Tendonopoly is Not a Board Game


After months of burning the candle at both ends, my body is screaming at me to stop.  I was moderating a panel not that long ago and I was teasing myself over my discomfort saying, "This is what you get for not being moderate."  Anyhow, long story short after doing two biennales back to back – the Bonavista Biennale and the Canadian Craft Biennial– teaching at a writers' residency, curating an exhibition, writing assorted articles and sandwiching in music events, dancing and a little out of province visit with family, I am trying to catch up on the mundane paperwork associated with being a self employed writer and curator.  Those tasks are things like invoicing, bill collecting and updating your resume.  But it turns out, the most overdue item on my list was my own medical appointments.

I have the dubious habit of trying to power through things, ignoring discomfort until after a deadline has been met.  However, there is always a dangerous turning point where discomfort turns into pain you cannot ignore–like tendonitis that morphs into tendonopoly.

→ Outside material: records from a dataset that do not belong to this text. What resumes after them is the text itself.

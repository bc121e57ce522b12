use indexmap::IndexMap;
use serde::{Deserialize, Serialize};
use sha1::{Digest, Sha1};

use crate::value::Embedding;

/// Ordered string metadata attached to a chunk for citations.
pub type ChunkMetadata = IndexMap<String, String>;

pub const META_SOURCE: &str = "source";
pub const META_FILE_NAME: &str = "file_name";
pub const META_CHUNK_INDEX: &str = "chunk_index";
pub const META_CHAR_OFFSET: &str = "char_offset";

/// A span of source text together with its embedding. Never mutated after creation.
#[derive(Clone, Debug, PartialEq, Serialize, Deserialize)]
pub struct DocumentChunk {
    pub id: String,
    pub text: String,
    #[serde(default)]
    pub metadata: ChunkMetadata,
    pub embedding: Embedding,
}

impl DocumentChunk {
    pub fn new(
        id: impl Into<String>,
        text: impl Into<String>,
        metadata: ChunkMetadata,
        embedding: Embedding,
    ) -> Self {
        Self {
            id: id.into(),
            text: text.into(),
            metadata,
            embedding,
        }
    }

    /// Deterministic id: the first 16 hex digits of SHA-1 over `source:char_offset`.
    pub fn derive_id(source: &str, char_offset: usize) -> String {
        let mut hasher = Sha1::new();
        hasher.update(source.as_bytes());
        hasher.update(b":");
        hasher.update(char_offset.to_string().as_bytes());
        let mut id = hex::encode(hasher.finalize());
        id.truncate(16);
        id
    }

    pub fn source(&self) -> Option<&str> {
        self.metadata.get(META_SOURCE).map(String::as_str)
    }

    pub fn chunk_index(&self) -> Option<usize> {
        self.metadata
            .get(META_CHUNK_INDEX)
            .and_then(|v| v.parse().ok())
    }
}

#[cfg(test)]
mod tests {
    use super::*;

    #[test]
    fn derived_ids_are_stable_and_distinct() {
        let a = DocumentChunk::derive_id("faq/errors.md", 0);
        assert_eq!(a.len(), 16);
        assert_eq!(a, DocumentChunk::derive_id("faq/errors.md", 0));
        assert_ne!(a, DocumentChunk::derive_id("faq/errors.md", 824));
        assert_ne!(a, DocumentChunk::derive_id("faq/billing.md", 0));
    }
}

Sadly, I have discovered tendonopoly is not a board game.  For me, it means that my foot and calf has been taped up since the start of October.  Several of my favourite comforts are gone for the foreseeable future, like baths, hiking and swing dancing.  I try and practice gratitude and the exercises given by my physiotherapist. 


So, in the meantime I will read more–like the catalogue for the craft biennial, which is a lavish 148 pages.  (I contributed an essay on materiality in it.)  I have just finished The Matisse Stories by A.S. Byatt and am currently reading Bridget Canning's The Greatest Hits of Wanda Jaynes.  I am also watching the mailbox for my copy of a new book published by Routledge that I contributed a chapter to on curatorial strategies.